══ RECORDS FOR THE TASK

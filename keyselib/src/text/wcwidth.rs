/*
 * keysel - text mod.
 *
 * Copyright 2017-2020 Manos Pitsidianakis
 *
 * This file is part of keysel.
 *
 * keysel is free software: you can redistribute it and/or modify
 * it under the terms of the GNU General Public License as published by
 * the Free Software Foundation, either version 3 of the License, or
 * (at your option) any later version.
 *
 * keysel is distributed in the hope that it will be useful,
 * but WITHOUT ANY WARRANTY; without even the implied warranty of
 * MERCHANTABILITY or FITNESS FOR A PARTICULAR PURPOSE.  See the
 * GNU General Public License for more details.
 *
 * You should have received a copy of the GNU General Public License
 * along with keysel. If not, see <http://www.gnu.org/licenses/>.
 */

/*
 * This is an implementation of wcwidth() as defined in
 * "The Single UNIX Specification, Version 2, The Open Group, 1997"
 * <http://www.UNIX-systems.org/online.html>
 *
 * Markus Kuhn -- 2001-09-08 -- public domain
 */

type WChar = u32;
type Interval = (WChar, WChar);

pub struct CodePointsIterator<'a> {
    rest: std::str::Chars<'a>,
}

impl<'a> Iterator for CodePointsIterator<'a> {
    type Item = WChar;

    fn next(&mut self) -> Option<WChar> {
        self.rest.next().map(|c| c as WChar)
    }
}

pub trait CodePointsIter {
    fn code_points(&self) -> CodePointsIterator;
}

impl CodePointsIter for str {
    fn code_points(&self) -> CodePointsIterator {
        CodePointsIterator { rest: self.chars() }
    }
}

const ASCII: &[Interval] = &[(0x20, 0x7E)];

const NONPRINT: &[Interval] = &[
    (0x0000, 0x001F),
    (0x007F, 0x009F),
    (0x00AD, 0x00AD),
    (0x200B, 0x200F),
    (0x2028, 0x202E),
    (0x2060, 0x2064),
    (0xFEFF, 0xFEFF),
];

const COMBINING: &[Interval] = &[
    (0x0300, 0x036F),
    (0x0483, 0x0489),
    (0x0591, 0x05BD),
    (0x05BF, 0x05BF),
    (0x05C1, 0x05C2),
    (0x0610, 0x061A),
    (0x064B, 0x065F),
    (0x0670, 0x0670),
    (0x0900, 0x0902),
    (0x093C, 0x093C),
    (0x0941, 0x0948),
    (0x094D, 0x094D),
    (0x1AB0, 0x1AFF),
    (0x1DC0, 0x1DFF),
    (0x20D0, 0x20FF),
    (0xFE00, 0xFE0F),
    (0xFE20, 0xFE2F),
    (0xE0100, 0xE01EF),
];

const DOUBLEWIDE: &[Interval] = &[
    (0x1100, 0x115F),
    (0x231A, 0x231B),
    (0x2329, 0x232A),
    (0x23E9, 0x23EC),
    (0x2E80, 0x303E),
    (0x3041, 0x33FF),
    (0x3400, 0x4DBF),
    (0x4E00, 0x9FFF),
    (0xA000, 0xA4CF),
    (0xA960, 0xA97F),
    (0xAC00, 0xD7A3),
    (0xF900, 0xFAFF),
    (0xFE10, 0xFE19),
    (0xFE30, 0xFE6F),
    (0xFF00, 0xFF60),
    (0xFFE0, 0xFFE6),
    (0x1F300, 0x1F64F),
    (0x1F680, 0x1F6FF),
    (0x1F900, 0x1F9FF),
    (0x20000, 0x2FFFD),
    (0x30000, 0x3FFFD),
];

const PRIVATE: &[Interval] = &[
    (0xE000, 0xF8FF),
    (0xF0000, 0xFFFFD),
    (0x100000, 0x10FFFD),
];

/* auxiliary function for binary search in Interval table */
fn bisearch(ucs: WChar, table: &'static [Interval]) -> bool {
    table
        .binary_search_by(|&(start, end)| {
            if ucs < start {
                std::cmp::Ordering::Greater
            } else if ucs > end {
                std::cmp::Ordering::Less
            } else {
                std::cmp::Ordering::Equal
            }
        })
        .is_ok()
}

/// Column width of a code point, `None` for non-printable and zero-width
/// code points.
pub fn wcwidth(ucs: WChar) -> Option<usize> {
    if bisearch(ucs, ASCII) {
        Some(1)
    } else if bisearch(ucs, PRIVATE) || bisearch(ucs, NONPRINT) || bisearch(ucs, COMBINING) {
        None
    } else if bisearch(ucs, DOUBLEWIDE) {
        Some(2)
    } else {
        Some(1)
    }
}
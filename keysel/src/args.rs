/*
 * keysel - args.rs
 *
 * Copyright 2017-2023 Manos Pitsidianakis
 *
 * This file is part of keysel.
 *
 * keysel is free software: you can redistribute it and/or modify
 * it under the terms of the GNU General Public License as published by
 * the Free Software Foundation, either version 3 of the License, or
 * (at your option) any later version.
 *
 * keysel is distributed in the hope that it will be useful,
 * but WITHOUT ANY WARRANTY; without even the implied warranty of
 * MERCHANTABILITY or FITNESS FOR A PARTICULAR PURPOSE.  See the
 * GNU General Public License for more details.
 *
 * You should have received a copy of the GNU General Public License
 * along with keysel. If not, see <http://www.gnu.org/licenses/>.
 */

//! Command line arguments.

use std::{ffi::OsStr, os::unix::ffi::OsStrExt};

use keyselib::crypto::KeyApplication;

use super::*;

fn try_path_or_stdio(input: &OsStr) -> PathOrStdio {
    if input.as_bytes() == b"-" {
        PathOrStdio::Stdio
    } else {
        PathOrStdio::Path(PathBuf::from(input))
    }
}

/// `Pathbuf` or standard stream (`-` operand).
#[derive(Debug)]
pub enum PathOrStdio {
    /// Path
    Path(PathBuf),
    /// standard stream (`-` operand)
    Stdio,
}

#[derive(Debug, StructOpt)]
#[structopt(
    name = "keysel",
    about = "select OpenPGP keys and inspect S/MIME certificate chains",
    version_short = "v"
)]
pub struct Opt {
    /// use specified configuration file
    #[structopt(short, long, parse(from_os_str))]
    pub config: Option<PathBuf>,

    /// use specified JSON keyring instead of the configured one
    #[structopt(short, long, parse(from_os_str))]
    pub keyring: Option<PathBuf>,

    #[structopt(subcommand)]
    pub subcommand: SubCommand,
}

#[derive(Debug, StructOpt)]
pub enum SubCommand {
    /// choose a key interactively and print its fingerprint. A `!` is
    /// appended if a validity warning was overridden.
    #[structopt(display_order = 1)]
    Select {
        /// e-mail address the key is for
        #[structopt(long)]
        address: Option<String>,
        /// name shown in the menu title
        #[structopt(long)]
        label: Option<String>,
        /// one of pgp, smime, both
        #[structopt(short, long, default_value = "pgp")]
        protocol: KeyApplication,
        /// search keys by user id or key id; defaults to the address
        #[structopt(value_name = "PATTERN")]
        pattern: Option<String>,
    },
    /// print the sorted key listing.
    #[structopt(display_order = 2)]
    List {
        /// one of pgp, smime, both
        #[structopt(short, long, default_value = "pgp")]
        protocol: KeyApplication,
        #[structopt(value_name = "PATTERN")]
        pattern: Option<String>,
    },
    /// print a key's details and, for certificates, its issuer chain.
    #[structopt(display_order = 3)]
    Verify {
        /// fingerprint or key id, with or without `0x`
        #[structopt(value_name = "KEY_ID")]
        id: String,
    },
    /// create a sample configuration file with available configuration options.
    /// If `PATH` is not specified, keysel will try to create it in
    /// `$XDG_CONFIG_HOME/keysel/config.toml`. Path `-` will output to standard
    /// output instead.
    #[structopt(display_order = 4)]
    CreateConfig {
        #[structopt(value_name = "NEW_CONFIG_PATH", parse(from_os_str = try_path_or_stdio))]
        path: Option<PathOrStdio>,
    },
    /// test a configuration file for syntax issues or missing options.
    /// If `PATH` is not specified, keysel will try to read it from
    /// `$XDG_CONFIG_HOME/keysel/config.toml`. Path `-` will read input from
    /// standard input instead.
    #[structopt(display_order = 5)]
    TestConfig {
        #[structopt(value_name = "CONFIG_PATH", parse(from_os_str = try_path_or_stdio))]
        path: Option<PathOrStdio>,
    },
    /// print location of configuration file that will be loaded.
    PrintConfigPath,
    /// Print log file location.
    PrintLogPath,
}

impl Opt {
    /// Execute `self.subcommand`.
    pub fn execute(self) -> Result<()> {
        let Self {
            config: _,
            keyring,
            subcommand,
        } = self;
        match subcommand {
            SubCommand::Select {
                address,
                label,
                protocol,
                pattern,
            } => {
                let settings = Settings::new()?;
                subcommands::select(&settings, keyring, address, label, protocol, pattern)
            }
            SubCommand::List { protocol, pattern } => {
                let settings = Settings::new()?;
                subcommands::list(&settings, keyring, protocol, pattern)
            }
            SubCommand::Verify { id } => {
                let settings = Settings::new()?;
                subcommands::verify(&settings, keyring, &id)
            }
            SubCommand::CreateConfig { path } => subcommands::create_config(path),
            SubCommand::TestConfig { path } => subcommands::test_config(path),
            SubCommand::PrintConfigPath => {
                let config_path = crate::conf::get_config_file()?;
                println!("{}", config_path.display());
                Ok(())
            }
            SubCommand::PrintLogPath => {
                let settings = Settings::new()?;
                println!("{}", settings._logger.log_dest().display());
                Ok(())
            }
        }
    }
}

════

» **EXERCISE DETAILS**
Count the lines of the data that hold the string "Copyright". The answer should be that number alone.

» **RESPONSE TO THE EXERCISE**
2